Honorable Mention, 2019 Distinguished Book Award by the American Sociological Association Sex & Gender Section.
Honorable Mention, 2019 Marysa Navarro Book Prize by the New England Council of Latin American Studies.
A profound reflection on state violence and women’s survival
In the 1970s and early 80s, military and security forces in Argentina hunted down, tortured, imprisoned, and in many cases, murdered political activists, student organizers, labor unionists, leftist guerrillas, and other people branded “subversives.” This period was characterized by massive human rights violations, including forced disappearances committed in the name of national security. State terror left a deep scar on contemporary Argentina, but for many survivors and even the nation itself, talking about this dark period in recent history has been difficult, and at times taboo.
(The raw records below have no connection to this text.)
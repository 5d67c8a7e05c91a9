use std::time::Instant;

use cadbox::glam::DVec3;
use cadbox::{
    DisplaySink, MeshJob, MeshParameters, ObbLevel, OrientedBox, PolyKernel, PolySolid,
    RecordingSink, RigidTransform, SeparatingAxisTester, ShapeBoxIndex, TightnessClassifier,
};
use clap::{Parser, ValueEnum};

#[derive(Parser, Debug)]
#[command(author, version, about = "Bounding box analysis on fixture solids")]
struct Cli {
    /// Fixture solid to analyse.
    #[arg(long, value_enum, default_value_t = ShapeKind::Cuboid)]
    shape: ShapeKind,

    /// What to do with it.
    #[arg(long, value_enum, default_value_t = Action::Obb)]
    action: Action,

    /// Characteristic size of the fixture.
    #[arg(long, default_value_t = 1.0)]
    size: f64,

    /// Rotation about the Z axis in degrees.
    #[arg(long, default_value_t = 0.0)]
    angle: f64,

    /// Mesh faces on one thread.
    #[arg(long)]
    sequential: bool,
}

#[derive(ValueEnum, Clone, Copy, Debug)]
enum ShapeKind {
    Cuboid,
    Sphere,
    Cylinder,
}

#[derive(ValueEnum, Clone, Copy, Debug)]
enum Action {
    /// Show the solid box and every face box.
    Obb,
    /// Classify faces as box-like or curved.
    Faces,
    /// Mesh the whole shape and display its triangles.
    Mesh,
    /// Cull face fragments against a box around the solid center.
    Cull,
}

/// Logs what would be drawn.
#[derive(Default)]
struct LogSink {
    recorded: RecordingSink,
}

impl DisplaySink for LogSink {
    fn draw_outline(&mut self, outline: &cadbox::BoxOutline) {
        log::debug!("outline base {:?} extrusion {:?}", outline.base, outline.extrusion);
        self.recorded.draw_outline(outline);
    }

    fn draw_triangle(&mut self, triangle: &cadbox::Triangle) {
        self.recorded.draw_triangle(triangle);
    }

    fn status(&mut self, message: &str) {
        log::info!("{message}");
        self.recorded.status(message);
    }
}

fn fixture(kind: ShapeKind, size: f64) -> PolySolid {
    match kind {
        ShapeKind::Cuboid => PolySolid::cuboid(DVec3::ZERO, DVec3::new(2.0, 1.0, 0.5) * size),
        ShapeKind::Sphere => PolySolid::uv_sphere(DVec3::ZERO, size, 32, 16),
        ShapeKind::Cylinder => PolySolid::cylinder(DVec3::ZERO, size, 3.0 * size, 32),
    }
}

fn describe(label: &str, b: &OrientedBox) {
    log::info!(
        "{label}: center {:.4?} half sizes {:.4?} x {:.4?}",
        b.center(),
        b.half_sizes(),
        b.x_axis()
    );
}

fn main() -> anyhow::Result<()> {
    env_logger::init();
    let cli = Cli::parse();

    let kernel = PolyKernel::new();
    let rotation = RigidTransform::from_axis_angle(DVec3::Z, cli.angle.to_radians());
    let solid = fixture(cli.shape, cli.size).transformed(&rotation);
    let mut sink = LogSink::default();
    let start = Instant::now();

    match cli.action {
        Action::Obb => {
            let index = ShapeBoxIndex::build_boxes_only(&kernel, &solid)?;
            describe("solid", index.solid_box());
            for (i, entry) in index.faces().iter().enumerate() {
                describe(&format!("face {i}"), entry.bbox());
            }
            index.display(&mut sink, ObbLevel::Shape);
            index.display(&mut sink, ObbLevel::Face);
            let aabb = index.full_aabb();
            sink.status(&format!(
                "Boxes: {} (AABB {:.3?} .. {:.3?})",
                index.len() + 1,
                aabb.min,
                aabb.max
            ));
        }
        Action::Faces => {
            let index = ShapeBoxIndex::build_boxes_only(&kernel, &solid)?;
            let classes = index.classify_faces(&kernel, &TightnessClassifier::face())?;
            for class in &classes {
                log::info!(
                    "face {}: {}",
                    class.index,
                    if class.box_like { "box-like" } else { "curved" }
                );
            }
            let curved = classes.iter().filter(|c| !c.box_like).count();
            sink.status(&format!("Curved faces: {curved} of {}", classes.len()));
        }
        Action::Mesh => {
            let mut params = MeshParameters::default();
            if cli.sequential {
                params = params.sequential();
            }
            MeshJob::new(&kernel, &solid, params).run(&mut sink)?;
        }
        Action::Cull => {
            let index = ShapeBoxIndex::build(&kernel, &solid)?;
            let solid_box = index.solid_box();
            let inner = solid_box.with_half_sizes(solid_box.half_sizes() * 0.5)?;
            let triangles: Vec<_> = index
                .faces()
                .iter()
                .flat_map(|f| f.triangles().iter().copied())
                .collect();
            let hits = SeparatingAxisTester::cull(&inner, &triangles);
            sink.draw_outline(&inner.to_outline());
            for &i in &hits {
                sink.draw_triangle(&triangles[i]);
            }
            sink.status(&format!("Hit triangles: {} of {}", hits.len(), triangles.len()));
        }
    }

    log::info!(
        "{:?} on {:?} done in {:?} ({} outlines, {} triangles)",
        cli.action,
        cli.shape,
        start.elapsed(),
        sink.recorded.outlines.len(),
        sink.recorded.triangles.len()
    );
    Ok(())
}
For women who endured countless forms of physical, sexual, and emotional violence in clandestine detention centers, the impetus to keep quiet about certain aspects of captivity has been particularly strong. In Surviving State Terror, Barbara Sutton draws upon a wealth of oral testimonies to place women’s bodies and voices at the center of the analysis of state terror. The book showcases poignant stories of women’s survival and resistance, disinterring accounts that have yet to be fully heard, grappled with, and understood. With a focus on the body as a key theme, Sutton explores various instances of violence toward women, such as sexual abuse and torture at the hands of state officials. Yet she also uses these narratives to explore why some types of social suffering and certain women’s voices are heard more than others, and how this can be rectified in our own practices of understanding and witnessing trauma. In doing so, Sutton urges us to pay heed to women survivors’ political voices, activist experiences, and visions for social change.
Recounting not only women’s traumatic experiences, but also emphasizing their historical and political agency, Surviving State Terror is a profound reflection on state violence, social suffering, and human resilience—both personal and collective.
Surviving State Terror focuses on the complex and powerful voices of 52 women survivors of state-run clandestine detention centers (CDCs) in 1970s and 80s Argentina. The book highlights the central and less acknowledged role of women as survivors and agents in the context of state terror. Sutton reminds us that these voices are central to the collective memory project, and our ability to reflect upon and acknowledge gendered state violence and how it has been countered. Indeed, without the ability to hear and reflect on these stories, Cynthia Enloe reminds us, we will be unable to create sustainable democracy.
Given the #MeToo movement in the U.S., alongside contemporary discussions of human rights abuses in prisons and immigrant detention centers, Sutton’s engaging book comes at a perfect time to meditate on how gendered institutions perpetuate cultures of violence and how women caught in these institutional cultures are survivors and political agents, not simply victims.
Sutton is a scholar of gender, it is her “key analytic,” in this project, and she does a fine job of complicating gender essentialism and naming cis privilege, while also emphasizing the value of a focus on women’s embodied experiences to understand the scale and gendered nature of state violence. Sutton’s methodology section is particularly fascinating; she describes this work as “a sort of collaboration” between the survivors themselves, the oral archive researchers who collected and recorded these testimonies, and her role as a listener and mediator. Sutton describes the level of emotional intimacy she feels in viewing and memorializing these testimonies, despite never interacting in person with the women themselves (except for one unbelievable chance encounter in a busy theater district in Buenos Aires). This section is crucial for anyone researching the spectrum of violence, as she reflects on informant protection (avoiding re-traumatization) and self-care in the context of traumatic testimonies and the ways in which she as listener, witness, and researcher is implicated in the suffering and the context of state terror, coining a new term, “implicated research.”
Sutton’s excellent analysis of testimonies helps us to see how bodies are marked by gendered torture (both internally and externally). At the same time, readers can begin to make distinctions between agency and resistance, become aware of survivors coping with coercive conditions (such as using pregnancy as a vehicle for resistance) and expressing small acts of solidarity. All in all, in a highly readable book that is hard to put down, Sutton brings out women’s unique complex layered experiences in Argentinian clandestine detention centers, and picks up on and hopefully furthers the momentum of human rights organizing to achieve historical, judicial, and social justice.